Sam Altman is plowing ahead with nuclear fusion and his eye-scanning crypto venture—and, oh yeah, OpenAI

OpenAI CEO Sam Altman helped bring ChatGPT to the world, sparking today’s AI race involving Microsoft, Google, and so on. About a week ago, Altman listed Silicon Valley rules for startups ignored by OpenAI leading to an estimate of nearly $30 billion.

But he’s busy with other businesses that might not be too distracting — and he’s got his mind involved in some way. This week, Microsoft announces a purchase agreement with Helion Energy, a nuclear fusion startup backed by Altman. And Worldcoin, a crypto startup involving eye scans founded by Altman in 2019, is about to get a lot of new investment, according to Financial Times report on Sunday.

Before becoming the leader of OpenAI, Altman served as president of the startup accelerator Y Combinator, so it is not surprising that he is involved in more than one business. But the sheer ambition of the projects, on their own and collectively, deserves attention.

Microsoft announcing a deal on Wednesday where Helion will supply it with electricity from nuclear fusion in 2028. That’s bold considering no one has yet produced electricity from fusion, and many experts believe it’s decades away.

During a Stripes conference interviews last week, Altman said the audience “should be excited” about the startup’s developments and draws a connection between Helion and artificial intelligence.

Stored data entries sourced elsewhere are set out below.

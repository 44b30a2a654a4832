//! Context and file pattern resolution
//!
//! Context identifiers are URIs, not paths, so context globs are translated
//! to regular expressions here instead of going through a path matcher:
//!
//! - `rgx:<expr>` matches when `<expr>` matches the whole identifier
//! - a pattern containing `*`, `?` or `[` is a glob over `/`-separated
//!   segments: `*` and `?` stay within a segment, `**` crosses segments,
//!   `[!...]` negates a class
//! - anything else is a literal identifier
//!
//! File patterns are project-relative globs matched with `wax`.

use std::collections::BTreeSet;
use std::path::Path;

use regex::Regex;
use walkdir::WalkDir;
use wax::{CandidatePath, Glob, Pattern};

use crate::config::descriptor::{Descriptor, FilesDescriptor};
use crate::domain::ContextId;
use crate::error::{GraphpackError, Result, config};
use crate::path_utils;

const REGEX_PREFIX: &str = "rgx:";

/// A compiled context pattern
#[derive(Debug, Clone)]
pub enum ContextPattern {
    Literal(String),
    Glob { source: String, regex: Regex },
    Regex { source: String, regex: Regex },
}

impl ContextPattern {
    pub fn parse(pattern: &str) -> Result<Self> {
        if let Some(expr) = pattern.strip_prefix(REGEX_PREFIX) {
            let regex = compile(pattern, &format!("^(?:{expr})$"))?;
            return Ok(Self::Regex {
                source: pattern.to_string(),
                regex,
            });
        }

        if pattern.contains(['*', '?', '[']) {
            let translated =
                glob_to_regex(pattern).ok_or_else(|| GraphpackError::InvalidPattern {
                    pattern: pattern.to_string(),
                    reason: "unterminated character class".to_string(),
                })?;
            let regex = compile(pattern, &translated)?;
            return Ok(Self::Glob {
                source: pattern.to_string(),
                regex,
            });
        }

        Ok(Self::Literal(pattern.to_string()))
    }

    pub fn matches(&self, id: &str) -> bool {
        match self {
            Self::Literal(literal) => literal == id,
            Self::Glob { regex, .. } | Self::Regex { regex, .. } => regex.is_match(id),
        }
    }

    pub fn as_str(&self) -> &str {
        match self {
            Self::Literal(source) | Self::Glob { source, .. } | Self::Regex { source, .. } => {
                source
            }
        }
    }
}

fn compile(pattern: &str, expr: &str) -> Result<Regex> {
    Regex::new(expr).map_err(|e| GraphpackError::InvalidPattern {
        pattern: pattern.to_string(),
        reason: e.to_string(),
    })
}

/// Translate a context glob into an anchored regular expression.
///
/// Returns `None` if a character class is never closed.
pub fn glob_to_regex(glob: &str) -> Option<String> {
    let mut out = String::from("^");
    let mut chars = glob.chars().peekable();

    while let Some(c) = chars.next() {
        match c {
            '*' => {
                if chars.peek() == Some(&'*') {
                    chars.next();
                    out.push_str(".*");
                } else {
                    out.push_str("[^/]*");
                }
            }
            '?' => out.push_str("[^/]"),
            '[' => {
                out.push('[');
                if chars.peek() == Some(&'!') {
                    chars.next();
                    out.push('^');
                }
                let mut closed = false;
                for ch in chars.by_ref() {
                    if ch == ']' {
                        closed = true;
                        break;
                    }
                    if matches!(ch, '\\' | '[' | '&' | '~') {
                        out.push('\\');
                    }
                    out.push(ch);
                }
                if !closed {
                    return None;
                }
                out.push(']');
            }
            other => out.push_str(&regex::escape(other.encode_utf8(&mut [0; 4]))),
        }
    }

    out.push('$');
    Some(out)
}

fn parse_all(patterns: &[String]) -> Result<Vec<ContextPattern>> {
    patterns.iter().map(|p| ContextPattern::parse(p)).collect()
}

/// Union of contexts matching any include, minus those matching any exclude
pub fn resolve_contexts(
    includes: &[ContextPattern],
    excludes: &[ContextPattern],
    available: &[ContextId],
) -> BTreeSet<ContextId> {
    available
        .iter()
        .filter(|ctx| includes.iter().any(|p| p.matches(ctx)))
        .filter(|ctx| !excludes.iter().any(|p| p.matches(ctx)))
        .cloned()
        .collect()
}

/// Resolve a descriptor's context selection against the store's contexts.
///
/// Contexts the descriptor declares as intentionally empty are selected even
/// though the store has no statements for them, unless excluded.
pub fn select_contexts(
    descriptor: &Descriptor,
    available: &[ContextId],
) -> Result<BTreeSet<ContextId>> {
    let mut include_sources = descriptor.includes.clone();
    include_sources.extend(descriptor.patterns.iter().cloned());
    let includes = parse_all(&include_sources)?;
    let excludes = parse_all(&descriptor.excludes)?;

    let mut selected = resolve_contexts(&includes, &excludes, available);
    for empty in &descriptor.empty_contexts {
        if !excludes.iter().any(|p| p.matches(empty)) {
            selected.insert(empty.clone());
        }
    }

    if selected.is_empty() {
        return Err(GraphpackError::EmptySelection {
            id: descriptor.id.clone(),
        });
    }
    Ok(selected)
}

fn compile_globs(patterns: &[String]) -> Result<Vec<Glob<'_>>> {
    patterns
        .iter()
        .map(|p| {
            Glob::new(p).map_err(|e| GraphpackError::InvalidPattern {
                pattern: p.clone(),
                reason: e.to_string(),
            })
        })
        .collect()
}

/// Resolve file includes and patterns under `project_root`.
///
/// Returns sorted, `/`-separated paths relative to the root. Literal
/// includes must exist; pattern matches are subject to `excludes`.
pub fn resolve_files(project_root: &Path, files: &FilesDescriptor) -> Result<BTreeSet<String>> {
    let mut selected = BTreeSet::new();

    for include in &files.includes {
        if !path_utils::is_safe_relative(include) {
            return Err(config::descriptor_invalid(
                include.as_str(),
                "file includes must be relative paths inside the project",
            ));
        }
        if !project_root.join(include).is_file() {
            return Err(config::descriptor_invalid(
                include.as_str(),
                "file include does not exist in the project",
            ));
        }
        selected.insert(include.clone());
    }

    if files.patterns.is_empty() {
        return Ok(selected);
    }

    let patterns = compile_globs(&files.patterns)?;
    let excludes = compile_globs(&files.excludes)?;

    for entry in WalkDir::new(project_root)
        .sort_by_file_name()
        .into_iter()
        .filter_map(|e| e.ok())
        .filter(|e| e.file_type().is_file())
    {
        let Ok(relative) = entry.path().strip_prefix(project_root) else {
            continue;
        };
        let relative = path_utils::to_forward_slashes(relative);
        let candidate = CandidatePath::from(relative.as_str());
        if patterns.iter().any(|g| g.matched(&candidate).is_some())
            && !excludes.iter().any(|g| g.matched(&candidate).is_some())
        {
            selected.insert(relative);
        }
    }

    Ok(selected)
}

“If you want to make the biggest, most capable super intelligent system you can make, you need a high amount of energy,” he explained. “And if you have an AI that helps you move faster and do better material science, you can do fusion faster as well.”

He acknowledged the challenging economics of nuclear fusion, but added, “I think we can figure it out.”

He added, “And maybe we’ll get to a world where in addition to the cost of intelligence is greatly reduced, the cost of energy is also reduced. And if both things happen at the same time – I would argue that they are now the two of the most important inputs in the entire economy – we will end up in a different place.

Worldcoin—still in beta but aiming to launch in the first half of this year—is somehow less ambitious, as luck reported in March. If AI takes our jobs and governments decide that a universal basic income is needed, Worldcoin wants to be the distribution mechanism for payments. If all goes to plan, it will be bigger than Bitcoin and approved by regulators around the world.

That may be a long way off when it happens, but in the meantime the startup may have found an easier path to monetization with the World ID, a kind of badge you receive after being verified by Worldcoin—and a handy way to prove you’re a human rather than an AI bot when logging into online platforms. The idea is for your World ID to join or replace your user names and passwords.

The only way to verify that a person is a person, the Worldcoin team decided, is through an iris scan. That leads to a small orb-shaped device you’re looking at that converts a biometric scanning code into “proof of identity.”

When you are scanned, verified, and boarded by Worldcoin, you are awarded 25 proprietary crypto tokens, also called Worldcoins. More than a million people have already joined, although of course the company aims to have tens and then hundreds of millions join after the beta. Naturally, such plans raise a range of privacy concerns, but according to the FT, the company is currently in advanced talks to raise about $100 million.